▸ **Problem description**: Lines in the records below that contain the word "filename" must each be copied.

######

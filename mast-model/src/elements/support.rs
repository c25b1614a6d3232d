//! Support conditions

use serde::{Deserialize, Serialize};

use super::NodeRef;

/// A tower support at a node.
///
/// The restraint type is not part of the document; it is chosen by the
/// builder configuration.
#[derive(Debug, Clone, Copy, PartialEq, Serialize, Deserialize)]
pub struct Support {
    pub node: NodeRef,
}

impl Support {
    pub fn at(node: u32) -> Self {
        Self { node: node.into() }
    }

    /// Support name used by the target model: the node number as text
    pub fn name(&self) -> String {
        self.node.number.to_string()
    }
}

######

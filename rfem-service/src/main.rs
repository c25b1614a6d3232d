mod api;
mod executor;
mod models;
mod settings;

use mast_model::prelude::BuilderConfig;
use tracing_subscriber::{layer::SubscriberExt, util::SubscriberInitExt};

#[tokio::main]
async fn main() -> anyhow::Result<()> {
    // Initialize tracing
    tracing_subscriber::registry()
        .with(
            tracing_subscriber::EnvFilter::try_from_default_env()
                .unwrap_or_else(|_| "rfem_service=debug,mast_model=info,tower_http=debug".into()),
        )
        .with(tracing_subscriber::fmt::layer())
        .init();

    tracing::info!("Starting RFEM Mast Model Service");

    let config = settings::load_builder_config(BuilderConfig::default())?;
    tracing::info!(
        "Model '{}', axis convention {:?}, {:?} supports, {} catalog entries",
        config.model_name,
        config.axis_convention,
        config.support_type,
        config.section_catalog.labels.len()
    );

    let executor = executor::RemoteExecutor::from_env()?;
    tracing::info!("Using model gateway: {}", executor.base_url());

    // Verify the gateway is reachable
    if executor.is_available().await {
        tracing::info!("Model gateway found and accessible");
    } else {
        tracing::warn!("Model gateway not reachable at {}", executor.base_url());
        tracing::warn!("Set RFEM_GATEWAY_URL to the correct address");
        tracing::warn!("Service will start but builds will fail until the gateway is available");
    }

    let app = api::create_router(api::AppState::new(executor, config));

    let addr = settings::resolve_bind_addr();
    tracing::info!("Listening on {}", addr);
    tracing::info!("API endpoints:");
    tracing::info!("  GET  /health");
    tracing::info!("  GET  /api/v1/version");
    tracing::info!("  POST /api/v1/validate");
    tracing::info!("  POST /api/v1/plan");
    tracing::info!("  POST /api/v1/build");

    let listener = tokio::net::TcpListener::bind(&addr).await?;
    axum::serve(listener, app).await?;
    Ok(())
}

######

▸ **Answer to the exercise**:
filename mast-model/src/elements/support.rs
filename rfem-service/src/main.rs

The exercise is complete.